De um jeito ou de outro, ela foi se adaptando à vida sem a secretária do lar. Organizada, aos poucos estabeleceu uma rotina de compras, cardápios de almoço e petiscos diários, limpeza vapt-vupt, faxina pesada e lavação de roupas. Seguindo conselhos de amigas, desistiu do ferro de passar e tudo o que tirava dos varais ia direto para as gavetas, depois de alisadas e acarinhadas pelas mãos da dona da casa.

Tudo caminhava dentro do previsto, da parceria do marido, atento e solidário, aos avisos que aprendeu a afixar em múltiplos papeizinhos nos imãs na porta da geladeira para que nada fosse esquecido – tudo funcionando. Menos as tampas dos tais recipientes de plástico dos mais variados tamanhos e formas, onde se guardava tudo, de sobras de feijão a pedaços de bolo, de agrião bem lavado para a salada de amanhã a fatias de maçã para o próximo suco. Malu aprendeu rápido que aqueles frascos se chamam tupperware. E que as benditas tampas desapareciam misteriosamente.

O mistério aumentou quando o marido, encarregado de guardar as meias nas devidas gavetas, queixou-se de que um ou outro par não estava completo. Ambos passaram a revirar a casa sempre que se lembravam do sumiço. Cadê os pés das meias? Cadê as tampas dos potinhos?

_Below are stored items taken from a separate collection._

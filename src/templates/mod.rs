// This module defines lowering templates: small, immutable graph fragments that encode
// the safe form of one operation at one bit width. A Template is pure data (a list of
// TemplateNodes whose inputs refer either to named argument slots or to earlier nodes of
// the same fragment) and is never attached to a live graph. Template::instantiate copies
// the fragment into a host graph with every slot bound to a live operand, allocating
// the per-call node mapping in the compilation session arena. The fallback request
// embedded by guard nodes is created at instantiation time through the runtime's
// FallbackRequester, so a cached template stays independent of any one runtime.
// Template construction lives in arith, caching in cache.

//! Lowering templates and their instantiation.

use std::fmt;

use bumpalo::collections::Vec as BumpVec;
use log::trace;

use crate::constant::Constant;
use crate::core::error::{CompileError, CompileResult};
use crate::core::session::CompilationSession;
use crate::fallback::{FallbackReason, FallbackRequester};
use crate::graph::{DivRemOp, Graph, NodeId, NodeKind};
use crate::stamp::Stamp;

pub mod arith;
pub mod cache;

pub use arith::build_div_rem_template;
pub use cache::TemplateCache;

/// Cache key: one template per operation and width.
#[derive(Debug, Clone, Copy, PartialEq, Eq, Hash)]
pub struct TemplateKey {
    pub op: DivRemOp,
    pub width: u32,
}

impl TemplateKey {
    pub const fn new(op: DivRemOp, width: u32) -> Self {
        Self { op, width }
    }
}

impl fmt::Display for TemplateKey {
    fn fmt(&self, f: &mut fmt::Formatter<'_>) -> fmt::Result {
        write!(f, "{}_i{}", self.op, self.width)
    }
}

/// Operation of a template node. Mirrors the graph kinds a template may emit.
#[derive(Debug, Clone, Copy, PartialEq, Eq)]
pub enum TemplateOp {
    Constant(Constant),
    IntegerEquals,
    /// Guard whose request is obtained from the runtime on instantiation.
    Fallback(FallbackReason),
    SafeDivRem(DivRemOp),
}

/// Where a template node takes an input from.
#[derive(Debug, Clone, Copy, PartialEq, Eq)]
pub enum TemplateInput {
    /// Argument slot, by index into [`Template::slots`].
    Slot(usize),
    /// Earlier node of the same template.
    Node(usize),
}

#[derive(Debug, Clone, PartialEq, Eq)]
pub struct TemplateNode {
    pub op: TemplateOp,
    pub stamp: Stamp,
    pub inputs: Vec<TemplateInput>,
}

/// Immutable graph fragment with named argument slots.
#[derive(Debug, Clone, PartialEq, Eq)]
pub struct Template {
    key: TemplateKey,
    slots: &'static [&'static str],
    nodes: Vec<TemplateNode>,
    result: usize,
}

impl Template {
    /// Assemble a template. Node inputs may only refer to earlier nodes.
    pub fn new(key: TemplateKey, slots: &'static [&'static str], nodes: Vec<TemplateNode>, result: usize) -> Self {
        debug_assert!(result < nodes.len());
        debug_assert!(nodes.iter().enumerate().all(|(idx, node)| {
            node.inputs.iter().all(|input| match input {
                TemplateInput::Slot(slot) => *slot < slots.len(),
                TemplateInput::Node(earlier) => *earlier < idx,
            })
        }));
        Self {
            key,
            slots,
            nodes,
            result,
        }
    }

    pub fn key(&self) -> TemplateKey {
        self.key
    }

    pub fn slots(&self) -> &'static [&'static str] {
        self.slots
    }

    pub fn nodes(&self) -> &[TemplateNode] {
        &self.nodes
    }

    /// Node producing the template's value.
    pub fn result(&self) -> &TemplateNode {
        &self.nodes[self.result]
    }

    /// Copy the fragment into `graph` and return the copy of the result node.
    ///
    /// Every slot must be bound in `args`. The template itself is not touched.
    pub fn instantiate(
        &self,
        graph: &mut Graph,
        args: &Arguments,
        fallback: &dyn FallbackRequester,
        session: &CompilationSession<'_>,
    ) -> CompileResult<NodeId> {
        let mut bound = BumpVec::with_capacity_in(self.slots.len(), session.arena());
        for &slot in self.slots {
            let node = args.get(slot).ok_or_else(|| CompileError::TemplateBinding {
                template: self.key.to_string(),
                slot,
            })?;
            bound.push(node);
        }

        let mut copies: BumpVec<'_, NodeId> = BumpVec::with_capacity_in(self.nodes.len(), session.arena());
        for node in &self.nodes {
            let inputs = node
                .inputs
                .iter()
                .map(|input| match input {
                    TemplateInput::Slot(slot) => bound[*slot],
                    TemplateInput::Node(earlier) => copies[*earlier],
                })
                .collect();
            let kind = match node.op {
                TemplateOp::Constant(constant) => NodeKind::Constant(constant),
                TemplateOp::IntegerEquals => NodeKind::IntegerEquals,
                TemplateOp::Fallback(reason) => NodeKind::Guard(fallback.request_fallback(reason)),
                TemplateOp::SafeDivRem(op) => NodeKind::SafeDivRem(op),
            };
            copies.push(graph.add_node(kind, node.stamp.clone(), inputs)?);
        }

        session.record_template_instantiated(copies.len());
        trace!(
            "instantiated template {} into {} ({} nodes)",
            self.key,
            graph.name(),
            copies.len()
        );
        Ok(copies[self.result])
    }
}

/// Slot bindings for one instantiation.
#[derive(Debug, Clone, Default)]
pub struct Arguments {
    bindings: Vec<(&'static str, NodeId)>,
}

impl Arguments {
    pub fn new() -> Self {
        Self::default()
    }

    /// Bind `name`, replacing an earlier binding of the same slot.
    pub fn add(&mut self, name: &'static str, node: NodeId) -> &mut Self {
        match self.bindings.iter_mut().find(|(slot, _)| *slot == name) {
            Some(binding) => binding.1 = node,
            None => self.bindings.push((name, node)),
        }
        self
    }

    pub fn get(&self, name: &str) -> Option<NodeId> {
        self.bindings
            .iter()
            .find(|(slot, _)| *slot == name)
            .map(|(_, node)| *node)
    }
}
// This module is the shared infrastructure hub of midtier. It groups the pieces every
// pass depends on regardless of what the pass rewrites: the CompilationSession (arena
// allocation for per-unit scratch data and lowering statistics), the CompileError enum
// that aborts a compilation unit, and the Target description that tells passes how the
// hardware behaves. Test helpers (arena-backed contexts and a simulated heap that
// implements the memory-read capabilities) live here as well and are compiled for
// tests only.

//! Core infrastructure.
//!
//! # Key Components
//!
//! ## Session Management (`session`)
//! - Arena-based scratch allocation using `bumpalo`
//! - Lowering statistics
//!
//! ## Errors (`error`)
//! - `CompileError` / `CompileResult`, built on `thiserror`
//!
//! ## Target Description (`target`)
//! - Architecture, native word width, division fault behavior
//! - `MIDTIER_TARGET` override

pub mod error;
pub mod session;
pub mod target;
pub mod test_utils;

pub use session::{ArenaMap, CompilationSession, SessionStats};

pub use error::{CompileError, CompileResult};

pub use target::{Arch, LoweringOptions, Target, TARGET_ENV_VAR};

Não se pode dizer que, naquela noite, Malu tenha dormido preocupada com o sumiço. Sabia, racionalmente, que tudo seria devidamente encontrado numa busca ou faxina mais apurada em algum dia. O fato é que ela sonhou com um baile, alguma coisa meio clandestina e nebulosa, uma festa onde tocava uma orquestra esquisita e onde bailavam alegremente, mas meio furtivos, estranhos seres. Entre eles, ela viu, com nitidez, casais formados por solitárias meias avulsas das mais variadas cores e tamanhos enlaçados a tampas de tupperwares. Pareciam apaixonados. Só ela sabe com que alegria e sossego acordou no dia seguinte.